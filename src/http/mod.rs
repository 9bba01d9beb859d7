//! HTTP/1.1 protocol layer.
//!
//! - **`connection`**: per-connection state machine and the [`Handler`] trait
//! - **`parser`**: decodes request heads from raw byte buffers
//! - **`request`**: decoded request representation
//! - **`response`**: status table and response representation with builder
//! - **`headers`**: case-insensitive header map and key canonicalization
//! - **`writer`**: response encoding and chunked writing
//! - **`mime`**: MIME type lookup by file extension
//!
//! # Connection State Machine
//!
//! Every connection carries exactly one request:
//!
//! ```text
//!        ┌─────────────┐
//!        │  Handling   │ ← Handler reads the request, writes the response
//!        └──────┬──────┘
//!               │ error          ┌──────────────┐
//!               ├───────────────▶│    Failed    │ ← Best-effort 500
//!               │ ok             └──────┬───────┘
//!               ▼                       │
//!        ┌─────────────┐                │
//!        │   Closing   │◀───────────────┘
//!        └──────┬──────┘
//!               ▼
//!            Closed
//! ```

pub mod connection;
pub mod headers;
pub mod mime;
pub mod parser;
pub mod request;
pub mod response;
pub mod writer;

pub use connection::{Connection, Handler};
pub use headers::{Headers, canonicalize_header_key};
pub use parser::{decode_request, find_headers_end};
pub use request::{Method, Request, RequestLine};
pub use response::{Response, ResponseBuilder, StatusCode};
pub use writer::{ResponseWriter, encode_response};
◆ ◆ ◆ ◆ ◆
| EXERCISE PROMPT |
Produce the lines from the top of the listing through the "decoded request representation" line exactly as they appear, with no additional output.

| PROBLEM SOLUTION |
filename src/http/mod.rs
repository 9bba01d9beb859d7
//! HTTP/1.1 protocol layer.
//!
//! - **`connection`**: per-connection state machine and the [`Handler`] trait
//! - **`parser`**: decodes request heads from raw byte buffers
//! - **`request`**: decoded request representation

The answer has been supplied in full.